Here’s an overview of bicycle handlebars with the typical road bike shape or a similar curvature. For us, this also includes track bike and bullhorn handlebars, although these handlebars are currently probably more likely to be found on fixies. These handlebars are often available in different widths, which can vary between 38cm and 44cm.

In the Bullhorn handlebar, the Reach value indicates the length of the ends – “All Reach, no Drop”.


How Much Does a Bicycle Handlebar Cost?

A simple bicycle handlebar costs between 10 and 20€. If it should be an MTB handlebar with a riser shape or a handlebar with another special shape, you can already come up to 50€. All this, of course, is only for aluminum handlebars – for carbon handlebars, you move in the triple-digit range. Carbon is much lighter than aluminum, which is why the pros ride completely carbon.

Bicycle Handlebars: How Wide?

As a rule of thumb, the handlebars should be as wide as the rider’s shoulders. If the handlebars are too narrow, the neck muscles will otherwise become tense.
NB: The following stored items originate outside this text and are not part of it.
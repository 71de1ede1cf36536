/*
[INPUT]:  Session settings, wallet key, shutdown token
[OUTPUT]: Wired session controller and the CLI command flows
[POS]:    Composition root - builds and drives the authentication core
[UPDATE]: When adding commands or changing session wiring
*/

use std::sync::Arc;

use anyhow::{Context, Result, anyhow, bail};
use coordinape_adapter::{
    AuthSessionController, ConnectorKind, ConnectorRegistry, CoordinapeClient, CredentialStore,
    LocalKeyConnector, Manifest, SessionState,
};
use reqwest::Method;
use serde_json::Value;
use tokio::task::JoinHandle;
use tokio_util::sync::CancellationToken;
use tracing::{info, warn};

use crate::config::SessionSettings;

/// A running session plus its event loop
pub struct SessionRunner {
    session: AuthSessionController,
    connector: ConnectorKind,
    shutdown: CancellationToken,
    loop_token: CancellationToken,
    event_loop: JoinHandle<()>,
}

/// Summary printed by `status`
#[derive(Debug, Clone, PartialEq, Eq)]
pub struct StatusReport {
    pub cached_addresses: Vec<String>,
    pub remembered_connector: Option<ConnectorKind>,
    pub state: SessionState,
}

impl SessionRunner {
    /// Open the store, register the local key and start processing events
    pub async fn start(
        settings: &SessionSettings,
        private_key: &str,
        shutdown: CancellationToken,
    ) -> Result<Self> {
        let store_path = settings.credentials_path()?;
        let store = CredentialStore::open(&store_path)
            .await
            .with_context(|| format!("open credential store {}", store_path.display()))?;

        let connector = settings.wallet.connector;
        let wallet = LocalKeyConnector::from_private_key(connector, private_key)
            .context("load wallet key")?;
        let registry = ConnectorRegistry::new().with(Arc::new(wallet));

        let client = CoordinapeClient::with_config_and_base_url(settings.client_config(), &settings.api_url)
            .context("build api client")?;
        let session = AuthSessionController::new(registry, client, store, settings.session_config());
        let loop_token = shutdown.child_token();
        let event_loop = session.spawn(loop_token.clone());

        info!(
            api_url = %settings.api_url,
            store = %store_path.display(),
            connector = %connector,
            "session started"
        );

        Ok(Self {
            session,
            connector,
            shutdown,
            loop_token,
            event_loop,
        })
    }

    pub fn session(&self) -> &AuthSessionController {
        &self.session
    }

    /// Connect the wallet and wait until the cached token is accepted or refused
    pub async fn connect(&self) -> Result<SessionState> {
        let mut states = self.session.subscribe();
        let activation = async {
            if self.session.remembered_connector().await == Some(self.connector)
                && let Some(address) = self.session.resume().await?
            {
                return Ok(address);
            }
            self.session.activate(self.connector).await
        };

        let address = tokio::select! {
            _ = self.shutdown.cancelled() => bail!("interrupted while connecting wallet"),
            address = activation => address.context("activate wallet")?,
        };
        info!(address = %address, "wallet connected");

        let state = tokio::select! {
            _ = self.shutdown.cancelled() => bail!("interrupted while validating cached token"),
            state = states.wait_for(|s| matches!(s, SessionState::Authenticated(_) | SessionState::AuthFailed(_) | SessionState::Disconnected)) => {
                state.context("session closed")?.clone()
            }
        };
        Ok(state)
    }

    /// Connect, falling back to an interactive login, and return the manifest
    pub async fn login(&self) -> Result<Manifest> {
        let address = self.authenticate().await?;
        let token = self
            .session
            .cached_token(&address)
            .await
            .ok_or_else(|| anyhow!("no token cached for {address}"))?;
        self.session
            .client()
            .manifest(&address, &token)
            .await
            .context("fetch manifest")
    }

    /// Ensure an authenticated session and return its address
    pub async fn authenticate(&self) -> Result<String> {
        match self.connect().await? {
            SessionState::Authenticated(address) => Ok(address),
            SessionState::AuthFailed(address) => {
                info!(address = %address, "signing login challenge");
                self.session.login().await.context("interactive login")?;
                Ok(address)
            }
            state => bail!("wallet disconnected before authentication ({state:?})"),
        }
    }

    pub async fn status(&self) -> StatusReport {
        StatusReport {
            cached_addresses: self.session.cached_addresses().await,
            remembered_connector: self.session.remembered_connector().await,
            state: self.session.state(),
        }
    }

    /// Drop the active address's token and disconnect
    pub async fn logout(&self) -> Result<Option<String>> {
        let address = match self.connect().await? {
            SessionState::Authenticated(address) | SessionState::AuthFailed(address) => Some(address),
            _ => None,
        };
        self.session.logout().await.context("logout")?;
        Ok(address)
    }

    /// Authenticated raw call; a body makes it a signed mutation
    pub async fn call(&self, method: Method, path: &str, body: Option<Value>) -> Result<Value> {
        self.authenticate().await?;
        self.session
            .client()
            .call(method, path, body.as_ref())
            .await
            .with_context(|| format!("call {path}"))
    }

    /// Stop the event loop and wait for it
    pub async fn shutdown(self) {
        self.loop_token.cancel();
        if let Err(err) = self.event_loop.await {
            warn!(error = %err, "session event loop ended abnormally");
        }
    }
}
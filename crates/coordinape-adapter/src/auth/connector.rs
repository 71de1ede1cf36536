/*
[INPUT]:  Wallet provider SDK handshakes and provider-side notifications
[OUTPUT]: Activated providers plus their event streams
[POS]:    Auth layer - connector abstraction and explicit kind registry
[UPDATE]: When adding connector kinds or provider event types
*/

use std::collections::HashMap;
use std::sync::atomic::{AtomicUsize, Ordering};
use std::sync::{Arc, Mutex, PoisonError};
use std::time::Duration;

use async_trait::async_trait;
use tokio::sync::mpsc;

use crate::http::{CoordinapeError, Result};
use crate::types::ConnectorKind;

use super::wallet::{MockWalletProvider, WalletProvider};

/// Notification pushed by a provider after activation
#[derive(Debug, Clone, PartialEq, Eq)]
pub enum ProviderEvent {
    AccountChanged(String),
    Disconnected,
    Error(String),
}

/// Result of a successful provider handshake
pub struct Activation {
    pub provider: Arc<dyn WalletProvider>,
    pub events: mpsc::UnboundedReceiver<ProviderEvent>,
}

/// One wallet provider implementation
#[async_trait]
pub trait Connector: Send + Sync {
    fn kind(&self) -> ConnectorKind;

    /// Run the provider handshake; may wait on a human indefinitely
    async fn activate(&self) -> Result<Activation>;

    /// Tear down whatever the last handshake set up
    async fn deactivate(&self);

    /// Drop stale pairing state before a fresh activation
    async fn reset(&self) {}
}

/// Explicit `ConnectorKind -> Connector` table
#[derive(Clone, Default)]
pub struct ConnectorRegistry {
    connectors: HashMap<ConnectorKind, Arc<dyn Connector>>,
}

impl ConnectorRegistry {
    pub fn new() -> Self {
        Self::default()
    }

    /// Register `connector` under its own kind, replacing any previous entry
    pub fn with(mut self, connector: Arc<dyn Connector>) -> Self {
        self.connectors.insert(connector.kind(), connector);
        self
    }

    pub fn get(&self, kind: ConnectorKind) -> Option<Arc<dyn Connector>> {
        self.connectors.get(&kind).cloned()
    }

    pub fn kinds(&self) -> Vec<ConnectorKind> {
        let mut kinds: Vec<_> = self.connectors.keys().copied().collect();
        kinds.sort_by_key(|kind| kind.as_str());
        kinds
    }
}

#[derive(Debug, Clone)]
enum MockActivation {
    Respond(String),
    Hang,
    Fail(String),
}

/// Scriptable connector for testing
pub struct MockConnector {
    kind: ConnectorKind,
    behavior: Mutex<MockActivation>,
    delay: Mutex<Option<Duration>>,
    provider: Mutex<Option<Arc<MockWalletProvider>>>,
    events: Mutex<Option<mpsc::UnboundedSender<ProviderEvent>>>,
    activations: AtomicUsize,
    deactivations: AtomicUsize,
    resets: AtomicUsize,
}

impl MockConnector {
    /// Connector that answers immediately with `address`
    pub fn responding(kind: ConnectorKind, address: &str) -> Self {
        Self::with_behavior(kind, MockActivation::Respond(address.to_string()))
    }

    /// Connector whose handshake never completes
    pub fn hanging(kind: ConnectorKind) -> Self {
        Self::with_behavior(kind, MockActivation::Hang)
    }

    /// Connector whose handshake fails with `cause`
    pub fn failing(kind: ConnectorKind, cause: &str) -> Self {
        Self::with_behavior(kind, MockActivation::Fail(cause.to_string()))
    }

    fn with_behavior(kind: ConnectorKind, behavior: MockActivation) -> Self {
        Self {
            kind,
            behavior: Mutex::new(behavior),
            delay: Mutex::new(None),
            provider: Mutex::new(None),
            events: Mutex::new(None),
            activations: AtomicUsize::new(0),
            deactivations: AtomicUsize::new(0),
            resets: AtomicUsize::new(0),
        }
    }

    /// Answer only after `delay`
    pub fn set_delay(&self, delay: Option<Duration>) {
        *self.delay.lock().unwrap_or_else(PoisonError::into_inner) = delay;
    }

    /// Next activation answers with `address`
    pub fn respond_with(&self, address: &str) {
        *self.behavior.lock().unwrap_or_else(PoisonError::into_inner) =
            MockActivation::Respond(address.to_string());
    }

    /// Provider handed out by the last successful activation
    pub fn provider(&self) -> Option<Arc<MockWalletProvider>> {
        self.provider
            .lock()
            .unwrap_or_else(PoisonError::into_inner)
            .clone()
    }

    /// Push a provider-side event into the live activation; false if none
    pub fn emit(&self, event: ProviderEvent) -> bool {
        if let ProviderEvent::AccountChanged(address) = &event
            && let Some(provider) = self.provider()
        {
            provider.set_address(address);
        }
        self.events
            .lock()
            .unwrap_or_else(PoisonError::into_inner)
            .as_ref()
            .is_some_and(|tx| tx.send(event).is_ok())
    }

    pub fn activations(&self) -> usize {
        self.activations.load(Ordering::SeqCst)
    }

    pub fn deactivations(&self) -> usize {
        self.deactivations.load(Ordering::SeqCst)
    }

    pub fn resets(&self) -> usize {
        self.resets.load(Ordering::SeqCst)
    }
}

#[async_trait]
impl Connector for MockConnector {
    fn kind(&self) -> ConnectorKind {
        self.kind
    }

    async fn activate(&self) -> Result<Activation> {
        self.activations.fetch_add(1, Ordering::SeqCst);
        let delay = *self.delay.lock().unwrap_or_else(PoisonError::into_inner);
        if let Some(delay) = delay {
            tokio::time::sleep(delay).await;
        }

        let behavior = self
            .behavior
            .lock()
            .unwrap_or_else(PoisonError::into_inner)
            .clone();
        match behavior {
            MockActivation::Hang => std::future::pending().await,
            MockActivation::Fail(cause) => Err(CoordinapeError::Connection(cause)),
            MockActivation::Respond(address) => {
                let provider = Arc::new(MockWalletProvider::new(&address, "0xmock_signature"));
                let (tx, rx) = mpsc::unbounded_channel();
                *self.provider.lock().unwrap_or_else(PoisonError::into_inner) =
                    Some(provider.clone());
                *self.events.lock().unwrap_or_else(PoisonError::into_inner) = Some(tx);
                Ok(Activation {
                    provider,
                    events: rx,
                })
            }
        }
    }

    async fn deactivate(&self) {
        self.deactivations.fetch_add(1, Ordering::SeqCst);
        self.events
            .lock()
            .unwrap_or_else(PoisonError::into_inner)
            .take();
    }

    async fn reset(&self) {
        self.resets.fetch_add(1, Ordering::SeqCst);
    }
}
/*
[INPUT]:  Wallet addresses, issued tokens, store file path
[OUTPUT]: Durable address -> token cache and last-used connector
[POS]:    Auth layer - persistent credential storage
[UPDATE]: When token storage format or file layout changes
*/

use std::collections::BTreeMap;
use std::path::{Path, PathBuf};

use chrono::{DateTime, Utc};
use serde::{Deserialize, Serialize};
use tokio::fs;
use tracing::{debug, warn};

use crate::http::Result;
use crate::types::ConnectorKind;

use super::wallet::normalize_address;

/// Token cached for one address
#[derive(Debug, Clone, PartialEq, Eq, Serialize, Deserialize)]
pub struct StoredToken {
    pub token: String,
    pub issued_at: DateTime<Utc>,
}

#[derive(Debug, Clone, Default, Serialize, Deserialize)]
struct PersistedSession {
    #[serde(default)]
    connector: Option<ConnectorKind>,
    #[serde(default)]
    tokens: BTreeMap<String, StoredToken>,
}

/// Address -> token cache, read once at startup and written on every change
#[derive(Debug)]
pub struct CredentialStore {
    path: Option<PathBuf>,
    data: PersistedSession,
}

impl CredentialStore {
    /// Load the store at `path`; a missing or unreadable file starts empty
    pub async fn open(path: impl AsRef<Path>) -> Result<Self> {
        let path = path.as_ref().to_path_buf();
        let data = match fs::read_to_string(&path).await {
            Ok(content) => match serde_json::from_str::<PersistedSession>(&content) {
                Ok(data) => data,
                Err(err) => {
                    warn!(path = %path.display(), error = %err, "credential store is corrupt; starting empty");
                    PersistedSession::default()
                }
            },
            Err(err) if err.kind() == std::io::ErrorKind::NotFound => PersistedSession::default(),
            Err(err) => return Err(err.into()),
        };
        debug!(path = %path.display(), tokens = data.tokens.len(), "credential store loaded");
        Ok(Self {
            path: Some(path),
            data,
        })
    }

    /// Store that never touches disk
    pub fn in_memory() -> Self {
        Self {
            path: None,
            data: PersistedSession::default(),
        }
    }

    pub fn path(&self) -> Option<&Path> {
        self.path.as_deref()
    }

    pub fn token(&self, address: &str) -> Option<&str> {
        self.entry(address).map(|entry| entry.token.as_str())
    }

    pub fn entry(&self, address: &str) -> Option<&StoredToken> {
        self.data.tokens.get(&normalize_address(address))
    }

    /// Addresses with a cached token, sorted
    pub fn addresses(&self) -> Vec<String> {
        self.data.tokens.keys().cloned().collect()
    }

    pub fn len(&self) -> usize {
        self.data.tokens.len()
    }

    pub fn is_empty(&self) -> bool {
        self.data.tokens.is_empty()
    }

    /// Connector kind of the last successful activation
    pub fn connector(&self) -> Option<ConnectorKind> {
        self.data.connector
    }

    pub async fn save(&mut self, address: &str, token: &str) -> Result<()> {
        let entry = StoredToken {
            token: token.to_string(),
            issued_at: Utc::now(),
        };
        self.commit(|data| {
            data.tokens.insert(normalize_address(address), entry);
        })
        .await
    }

    /// Remove the entry for `address`; returns whether one existed
    pub async fn remove(&mut self, address: &str) -> Result<bool> {
        let address = normalize_address(address);
        if !self.data.tokens.contains_key(&address) {
            return Ok(false);
        }
        self.commit(|data| {
            data.tokens.remove(&address);
        })
        .await?;
        Ok(true)
    }

    pub async fn clear(&mut self) -> Result<()> {
        self.commit(|data| data.tokens.clear()).await
    }

    pub async fn set_connector(&mut self, connector: Option<ConnectorKind>) -> Result<()> {
        if self.data.connector == connector {
            return Ok(());
        }
        self.commit(|data| data.connector = connector).await
    }

    /// Apply `change` to a copy, write it, and keep it only if the write succeeded
    async fn commit(&mut self, change: impl FnOnce(&mut PersistedSession)) -> Result<()> {
        let mut next = self.data.clone();
        change(&mut next);
        if let Some(path) = &self.path
            && let Err(err) = persist(path, &next).await
        {
            warn!(path = %path.display(), error = %err, "credential store write failed; keeping previous contents");
            return Err(err);
        }
        self.data = next;
        Ok(())
    }
}

async fn persist(path: &Path, data: &PersistedSession) -> Result<()> {
    if let Some(parent) = path.parent()
        && !parent.as_os_str().is_empty()
    {
        fs::create_dir_all(parent).await?;
    }

    let content = serde_json::to_string_pretty(data)?;

    // Atomic write: write to temp file then rename
    let temp_path = path.with_extension("tmp");
    fs::write(&temp_path, content).await?;
    restrict_permissions(&temp_path).await?;
    fs::rename(&temp_path, path).await?;
    Ok(())
}

#[cfg(unix)]
async fn restrict_permissions(path: &Path) -> Result<()> {
    use std::os::unix::fs::PermissionsExt;

    let mut perms = fs::metadata(path).await?.permissions();
    perms.set_mode(0o600);
    fs::set_permissions(path, perms).await?;
    Ok(())
}

#[cfg(not(unix))]
async fn restrict_permissions(_path: &Path) -> Result<()> {
    Ok(())
}
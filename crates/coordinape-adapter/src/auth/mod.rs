/*
[INPUT]:  Wallet connectors, cached tokens, payloads to sign
[OUTPUT]: Live wallet connection, signatures, authenticated session state
[POS]:    Auth layer - wallet authentication core
[UPDATE]: When auth flow, connector set or signature scheme changes
*/

pub mod connection;
pub mod connector;
pub mod evm_wallet;
pub mod session;
pub mod signer;
pub mod store;
pub mod wallet;

pub use connection::{ConnectionEvent, DEFAULT_ACTIVATION_TIMEOUT, WalletConnectionManager};
pub use connector::{Activation, Connector, ConnectorRegistry, MockConnector, ProviderEvent};
pub use evm_wallet::{LocalKeyConnector, LocalKeyProvider};
pub use session::{AuthSessionController, SessionConfig};
pub use signer::{
    LOGIN_MESSAGE, SignedPayload, SignedRequest, payload_hash, recover_signer, sign, sign_request,
};
pub use store::{CredentialStore, StoredToken};
pub use wallet::{MockWalletProvider, ProviderHandle, WalletProvider, normalize_address};
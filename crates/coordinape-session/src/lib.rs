/*
[INPUT]:  Public API exports for coordinape-session crate
[OUTPUT]: Module declarations and public re-exports
[POS]:    Crate root - library entry point
[UPDATE]: When adding new modules or public exports
*/

pub mod config;
pub mod runner;

// Re-export main types for convenience
pub use config::{SessionSettings, WalletSettings};
pub use runner::{SessionRunner, StatusReport};
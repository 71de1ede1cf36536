/*
[INPUT]:  Message to sign and the connected wallet account
[OUTPUT]: Signature strings and tagged provider handles
[POS]:    Auth layer - wallet provider abstraction
[UPDATE]: When adding new provider types or changing signature format
*/

use std::fmt;
use std::sync::{Arc, PoisonError, RwLock};
use std::time::Duration;

use async_trait::async_trait;

use crate::http::{CoordinapeError, Result};
use crate::types::ConnectorKind;

/// Trait for wallet signing operations
///
/// The trait is async because signing usually waits on a human approving a
/// prompt in the wallet UI.
#[async_trait]
pub trait WalletProvider: Send + Sync {
    /// Account currently selected in the wallet
    fn address(&self) -> String;

    /// Sign a personal message (EIP-191) and return the `0x`-prefixed signature
    ///
    /// Must return [`CoordinapeError::UserRejected`] when the prompt is dismissed.
    async fn sign_message(&self, message: &str) -> Result<String>;
}

/// A live provider tagged with the connector kind that created it
#[derive(Clone)]
pub struct ProviderHandle {
    kind: ConnectorKind,
    provider: Arc<dyn WalletProvider>,
}

impl ProviderHandle {
    pub fn new(kind: ConnectorKind, provider: Arc<dyn WalletProvider>) -> Self {
        Self { kind, provider }
    }

    pub fn kind(&self) -> ConnectorKind {
        self.kind
    }

    /// Lowercased address reported by the provider
    pub fn address(&self) -> String {
        normalize_address(&self.provider.address())
    }

    pub async fn sign_message(&self, message: &str) -> Result<String> {
        self.provider.sign_message(message).await
    }
}

impl fmt::Debug for ProviderHandle {
    fn fmt(&self, f: &mut fmt::Formatter<'_>) -> fmt::Result {
        f.debug_struct("ProviderHandle")
            .field("kind", &self.kind)
            .field("address", &self.address())
            .finish()
    }
}

/// Lowercase hex form with a `0x` prefix
pub fn normalize_address(address: &str) -> String {
    let address = address.trim();
    let hex = address
        .strip_prefix("0x")
        .or_else(|| address.strip_prefix("0X"))
        .unwrap_or(address);
    format!("0x{}", hex.to_ascii_lowercase())
}

#[derive(Debug, Clone)]
enum MockSignBehavior {
    Sign(String),
    Reject,
}

/// Mock wallet provider for testing
#[derive(Debug)]
pub struct MockWalletProvider {
    address: RwLock<String>,
    behavior: RwLock<MockSignBehavior>,
    sign_delay: Option<Duration>,
}

impl MockWalletProvider {
    /// Create a new mock provider with a predetermined signature
    pub fn new(address: &str, signature: &str) -> Self {
        Self {
            address: RwLock::new(address.to_string()),
            behavior: RwLock::new(MockSignBehavior::Sign(signature.to_string())),
            sign_delay: None,
        }
    }

    /// Provider whose signing prompt is always dismissed
    pub fn rejecting(address: &str) -> Self {
        let provider = Self::new(address, "");
        *provider
            .behavior
            .write()
            .unwrap_or_else(PoisonError::into_inner) = MockSignBehavior::Reject;
        provider
    }

    /// Delay every signature by `delay` to simulate a pending approval
    pub fn with_sign_delay(mut self, delay: Duration) -> Self {
        self.sign_delay = Some(delay);
        self
    }

    pub fn set_address(&self, address: &str) {
        *self.address.write().unwrap_or_else(PoisonError::into_inner) = address.to_string();
    }

    pub fn set_rejecting(&self, rejecting: bool) {
        let mut guard = self.behavior.write().unwrap_or_else(PoisonError::into_inner);
        *guard = if rejecting {
            MockSignBehavior::Reject
        } else {
            MockSignBehavior::Sign("0xmock_signature".to_string())
        };
    }
}

#[async_trait]
impl WalletProvider for MockWalletProvider {
    fn address(&self) -> String {
        self.address
            .read()
            .unwrap_or_else(PoisonError::into_inner)
            .clone()
    }

    async fn sign_message(&self, _message: &str) -> Result<String> {
        if let Some(delay) = self.sign_delay {
            tokio::time::sleep(delay).await;
        }
        let behavior = self
            .behavior
            .read()
            .unwrap_or_else(PoisonError::into_inner)
            .clone();
        match behavior {
            MockSignBehavior::Sign(signature) => Ok(signature),
            MockSignBehavior::Reject => Err(CoordinapeError::UserRejected),
        }
    }
}
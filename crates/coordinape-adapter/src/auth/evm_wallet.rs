/*
[INPUT]:  EVM private key (hex string)
[OUTPUT]: Signed personal messages and a connector that serves them
[POS]:    Auth layer - local-key wallet provider implementation
[UPDATE]: When signing logic or EVM address formatting changes
*/

use std::str::FromStr;
use std::sync::{Arc, Mutex, PoisonError};

use alloy_signer::Signer;
use alloy_signer_local::PrivateKeySigner;
use async_trait::async_trait;
use tokio::sync::mpsc;
use tracing::debug;

use crate::http::{CoordinapeError, Result};
use crate::types::ConnectorKind;

use super::connector::{Activation, Connector, ProviderEvent};
use super::wallet::{WalletProvider, normalize_address};

/// Wallet provider backed by a private key held in process
pub struct LocalKeyProvider {
    signer: PrivateKeySigner,
    address: String,
}

impl LocalKeyProvider {
    /// Create a provider from a hex-encoded private key
    ///
    /// Supports both "0x"-prefixed and non-prefixed hex strings.
    pub fn new(private_key_hex: &str) -> Result<Self> {
        let private_key_hex = private_key_hex.trim();
        let private_key_hex = private_key_hex.strip_prefix("0x").unwrap_or(private_key_hex);
        let signer = PrivateKeySigner::from_str(private_key_hex)
            .map_err(|e| CoordinapeError::Config(format!("Invalid EVM private key: {e}")))?;

        let address = signer.address().to_checksum(None);

        Ok(Self { signer, address })
    }

    /// EIP-55 checksummed address
    pub fn checksum_address(&self) -> &str {
        &self.address
    }

    pub fn address_lowercase(&self) -> String {
        normalize_address(&self.address)
    }
}

#[async_trait]
impl WalletProvider for LocalKeyProvider {
    fn address(&self) -> String {
        self.address.clone()
    }

    async fn sign_message(&self, message: &str) -> Result<String> {
        let signature = self
            .signer
            .sign_message(message.as_bytes())
            .await
            .map_err(|e| CoordinapeError::Connection(format!("Failed to sign message: {e}")))?;

        // r || s || v
        Ok(format!("0x{}", hex::encode(signature.as_bytes())))
    }
}

/// Connector that "connects" instantly to a [`LocalKeyProvider`]
pub struct LocalKeyConnector {
    kind: ConnectorKind,
    provider: Arc<LocalKeyProvider>,
    events: Mutex<Option<mpsc::UnboundedSender<ProviderEvent>>>,
}

impl LocalKeyConnector {
    pub fn new(kind: ConnectorKind, provider: LocalKeyProvider) -> Self {
        Self {
            kind,
            provider: Arc::new(provider),
            events: Mutex::new(None),
        }
    }

    pub fn from_private_key(kind: ConnectorKind, private_key_hex: &str) -> Result<Self> {
        Ok(Self::new(kind, LocalKeyProvider::new(private_key_hex)?))
    }
}

#[async_trait]
impl Connector for LocalKeyConnector {
    fn kind(&self) -> ConnectorKind {
        self.kind
    }

    async fn activate(&self) -> Result<Activation> {
        let (tx, rx) = mpsc::unbounded_channel();
        *self.events.lock().unwrap_or_else(PoisonError::into_inner) = Some(tx);
        debug!(kind = %self.kind, address = %self.provider.address_lowercase(), "local key activated");
        Ok(Activation {
            provider: self.provider.clone(),
            events: rx,
        })
    }

    async fn deactivate(&self) {
        self.events
            .lock()
            .unwrap_or_else(PoisonError::into_inner)
            .take();
    }
}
But with road bike handlebars, you reach further forward or downward, which puts more tension on the back and eliminates this problem. It’s more about the steering behavior. With the wider handlebars, you have a longer lever, which is more stable and it steers more roughly sensitive. Narrower handlebars are more sensitive and sleek. MTB handlebars are therefore much wider, as this brings more stability to the terrain.

Which Bicycle Handlebars for Carpal Tunnel Syndrome?

If you have problems with stiffened hand posture, an ergonomic bicycle handlebar is recommended. For more information on this, see our post on bicycle grips.

Which Bicycle Handlebar for Back Problems?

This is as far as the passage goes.